Why Do Japanese People, Especially Women, Live Longer?

Why Do Japanese People, Especially Women, Live Longer?

Kane Tanaka, recognized as the oldest person in the world by Guinness World Records, died on April 19, 2022, at the age of 119 in the Fukuoka prefecture, located on the Japanese island of Kyūshū. Why do Japanese people live longer?

People in Japan not only live longer, but they also have a higher quality of life. This has been related, to a large extent, to their diet and lifestyle, but also to external factors, such as health services, which have allowed life expectancy to increase over the years.

According to the OECD data, Japanese women have the highest life expectancy at birth among the G7 countries (Canada, France, Germany, Italy, Japan, the United Kingdom, the United States, and the European Union). While Japanese men have a life expectancy of 81.1 years, Japanese women have a life expectancy of 87.1 years. Thanks to this, they have the oldest people in the world. One of the most famous ones was Kane Tanaka.

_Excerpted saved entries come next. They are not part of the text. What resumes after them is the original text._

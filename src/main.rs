use std::path::{Path, PathBuf};
use std::process::ExitCode;
use std::sync::Arc;
use std::time::Duration;

use anyhow::{Context, Result, bail};
use clap::Parser;
use tracing::{debug, info, warn};

use assetwatch::anthropic::AnthropicClient;
use assetwatch::cli::{Cli, Command};
use assetwatch::config::AppConfig;
use assetwatch::logging;
use assetwatch::persistence::JsonFileSummaryStore;
use assetwatch::scheduler::{ASSET_SUMMARY, Job, JobPayload, JobStatus, Scheduler};
use assetwatch::summary::{AssetType, SummaryJobHandler, SummaryRequest, SummaryWorkflow};
use assetwatch::ui::BatchProgress;

#[tokio::main]
async fn main() -> ExitCode {
    let cli = Cli::parse();
    logging::init(cli.verbose);

    match run(cli).await {
        Ok(code) => code,
        Err(e) => {
            eprintln!("Error: {e:?}");
            ExitCode::FAILURE
        }
    }
}

async fn run(cli: Cli) -> Result<ExitCode> {
    let mut config = AppConfig::load(cli.config.as_deref())?;
    if let Some(concurrency) = cli.concurrency {
        config.scheduler.concurrency = concurrency;
    }

    match cli.command {
        Command::Config => {
            let shown = AppConfig {
                api_key: config.masked_api_key(),
                ..config
            };
            print!("{}", toml::to_string_pretty(&shown)?);
            Ok(ExitCode::SUCCESS)
        }
        Command::Summarize {
            files,
            asset_type,
            out_dir,
        } => summarize(config, &files, asset_type.into(), out_dir).await,
    }
}

async fn summarize(
    config: AppConfig,
    files: &[PathBuf],
    asset_type: AssetType,
    out_dir: Option<PathBuf>,
) -> Result<ExitCode> {
    if config.api_key.is_empty() {
        bail!("no API key configured: set ANTHROPIC_API_KEY or api_key in assetwatch.toml");
    }

    let requests = files
        .iter()
        .map(|path| load_request(path, asset_type))
        .collect::<Result<Vec<_>>>()?;

    let client = AnthropicClient::new(config.api_key.clone(), config.request_timeout())?;
    let store = JsonFileSummaryStore::new(out_dir.unwrap_or_else(|| config.output_dir.clone()));
    let workflow = SummaryWorkflow::new(client, store.clone(), config.workflow_config());

    let scheduler = Scheduler::new(config.scheduler_config());
    scheduler.register_handler(ASSET_SUMMARY, Arc::new(SummaryJobHandler::new(workflow)));
    debug!(
        handlers = ?scheduler.registered_types(),
        concurrency = scheduler.config().concurrency,
        rate_limit = scheduler.config().rate_limit,
        "scheduler ready"
    );

    let mut progress = BatchProgress::new();
    let mut job_ids = Vec::with_capacity(requests.len());
    for request in requests {
        if let Some(active) = scheduler.active_job_for_asset(&request.asset_id, ASSET_SUMMARY) {
            warn!(
                asset_id = %request.asset_id,
                job_id = %active.id,
                "asset already queued, skipping duplicate"
            );
            continue;
        }
        let label = request.asset_id.clone();
        let job_id = scheduler.submit(JobPayload::AssetSummary(request))?;
        progress.track(&job_id, &label);
        job_ids.push(job_id);
    }
    info!(jobs = job_ids.len(), dir = %store.root().display(), "summaries queued");

    let mut ticker = tokio::time::interval(Duration::from_millis(200));
    let jobs = loop {
        tokio::select! {
            _ = ticker.tick() => {}
            _ = tokio::signal::ctrl_c() => {
                warn!("interrupted, cancelling queued jobs");
                scheduler.shutdown().await;
            }
        }
        let jobs: Vec<Job> = job_ids
            .iter()
            .filter_map(|id| scheduler.get_job(id))
            .collect();
        for job in &jobs {
            progress.update(job);
        }
        if jobs.iter().all(|job| job.status.is_terminal()) {
            break jobs;
        }
    };

    let stats = scheduler.stats();
    scheduler.shutdown().await;
    progress.print_summary(&jobs, &stats);

    let all_ok = jobs.iter().all(|job| job.status == JobStatus::Completed);
    Ok(if all_ok {
        ExitCode::SUCCESS
    } else {
        ExitCode::FAILURE
    })
}

fn load_request(path: &Path, asset_type: AssetType) -> Result<SummaryRequest> {
    let contents = std::fs::read_to_string(path)
        .with_context(|| format!("failed to read asset file {}", path.display()))?;
    let asset: serde_json::Value = serde_json::from_str(&contents)
        .with_context(|| format!("asset file {} is not valid JSON", path.display()))?;
    SummaryRequest::from_asset(asset_type, asset)
        .with_context(|| format!("asset file {} has no string \"id\" field", path.display()))
}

Kane, recognized as the oldest person in the world by Guinness World Records, died on April 19, 2022, at the age of 119 in the Fukuoka prefecture, located on the Japanese island of Kyūshū. Tanaka was born on January 2, 1903, in the village of Wajiro, which is now part of Fukuoka.

Kane, who was a premature baby, did not have her first serious health problem until shortly after her 103rd birthday when she was diagnosed with cancer that she outgrew. This brave Japanese woman, who ran the family business for decades, ate sweets and drank coffee every day, which many interpreted as the secret to her longevity. Do you want to know what her daily routine was? Tanaka used to get up at six in the morning and divided her time between practicing Othello (a strategy game in which memory is essential) and studying mathematics. But there are more reasons behind Japanese people’s enviable longevity.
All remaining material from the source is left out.